Und Arun Kumar Sarkar meint: „Da ist nichts, nichts, nichts. Kein Körper und kein Geist.“

Auch die Auswirkungen des Journalismus, der Reklame und des Films sind jetzt deutlicher zu spüren. Versformen und Rhythmik werden abgewandelt. Die reimlose Dichtung dominiert. Ironie und Satire zeigt sich in Ajit Krishna Boses „Gedicht eines Irrenhauses“. Hingegen Birendranath Chat- terjee für eine Wiederbelebung der Volksdichtung eintritt.
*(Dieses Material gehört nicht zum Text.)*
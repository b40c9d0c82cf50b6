use anyhow::Result;
use aoc_bench_common::discovery::detect_entry_hint;
use aoc_bench_common::Language;

use super::{path_arg, Outcome, RunnerContext};
use crate::engine::ExecutionEngine;

/// Interpret the entry file directly, from the solution's own directory
pub async fn run<E: ExecutionEngine>(ctx: &RunnerContext<'_, E>) -> Result<Outcome> {
    let Some(entry) = detect_entry_hint(ctx.root(), Language::Python) else {
        return Ok(Outcome::NoEntry(format!(
            "No Python file found in {}",
            ctx.solution.rel_dir
        )));
    };

    // Imports must not leave __pycache__ behind in the solution tree
    let spec = ctx
        .solution_command(&ctx.config.python_bin, &[path_arg(&ctx.root().join(entry))])
        .env("PYTHONDONTWRITEBYTECODE", "1");
    let exec = ctx.engine.execute(&spec).await?;

    Ok(Outcome::Executed {
        exec,
        build_time_ms: None,
    })
}
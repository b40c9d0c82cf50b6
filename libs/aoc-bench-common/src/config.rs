use std::env;
use std::str::FromStr;

/// Harness configuration
/// Provides defaults with environment variable overrides
#[derive(Debug, Clone)]
pub struct Config {
    pub default_timeout_ms: u64,
    pub install_timeout_cap_ms: u64,
    pub build_timeout_floor_ms: u64,
    pub compile_timeout_cap_ms: u64,
    /// Captured stdout/stderr are truncated beyond this many characters
    pub output_budget_chars: usize,
    pub python_bin: String,
    pub node_bin: String,
    pub bun_bin: String,
    pub npm_bin: String,
    pub cargo_bin: String,
    pub rustc_bin: String,
    /// Fall back to source sniffing for JS solutions that do not declare a module flavor
    pub sniff_commonjs: bool,
    pub json_logs: bool,
}

fn env_or<T: FromStr>(key: &str, default: T) -> T {
    env::var(key)
        .ok()
        .and_then(|v| v.parse().ok())
        .unwrap_or(default)
}

fn env_string(key: &str, default: &str) -> String {
    env::var(key).unwrap_or_else(|_| default.to_string())
}

impl Config {
    pub fn from_env() -> Self {
        Self {
            default_timeout_ms: env_or("AOC_BENCH_TIMEOUT_MS", 60_000),
            install_timeout_cap_ms: env_or("AOC_BENCH_INSTALL_TIMEOUT_CAP_MS", 120_000),
            build_timeout_floor_ms: env_or("AOC_BENCH_BUILD_TIMEOUT_FLOOR_MS", 180_000),
            compile_timeout_cap_ms: env_or("AOC_BENCH_COMPILE_TIMEOUT_CAP_MS", 60_000),
            output_budget_chars: env_or("AOC_BENCH_OUTPUT_BUDGET", 20_000),
            python_bin: env_string("AOC_BENCH_PYTHON", "python3"),
            node_bin: env_string("AOC_BENCH_NODE", "node"),
            bun_bin: env_string("AOC_BENCH_BUN", "bun"),
            npm_bin: env_string("AOC_BENCH_NPM", "npm"),
            cargo_bin: env_string("AOC_BENCH_CARGO", "cargo"),
            rustc_bin: env_string("AOC_BENCH_RUSTC", "rustc"),
            sniff_commonjs: env_or("AOC_BENCH_SNIFF_COMMONJS", true),
            json_logs: env_string("AOC_BENCH_LOG_FORMAT", "text").eq_ignore_ascii_case("json"),
        }
    }

    pub fn new() -> Self {
        Self::from_env()
    }

    /// Dependency installs are capped independently of the solution timeout
    pub fn install_timeout_ms(&self, timeout_ms: u64) -> u64 {
        timeout_ms.min(self.install_timeout_cap_ms)
    }

    /// Project builds get at least as long as the solution itself
    pub fn build_timeout_ms(&self, timeout_ms: u64) -> u64 {
        timeout_ms.max(self.build_timeout_floor_ms)
    }

    pub fn compile_timeout_ms(&self, timeout_ms: u64) -> u64 {
        timeout_ms.min(self.compile_timeout_cap_ms)
    }
}

impl Default for Config {
    fn default() -> Self {
        Self::new()
    }
}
Die Angriffe auf Tagore jedoch, welche sich anfänglich vor allem gegen seine überragende und jedwedes andersgeartete Bemühen erstickende Monopolstellung richtete, wurden nach Gewinnung eines entsprechenden Abstandes schwächer. Der ursprünglich angestrebte Realismus wich einem „Neuen Realismus“, der als „Neo-Romantizismus“ bezeichnet wird.

Die Begegnung Ost—West trug in diesem Falle Früchte, wenn auch oft fragwürdige.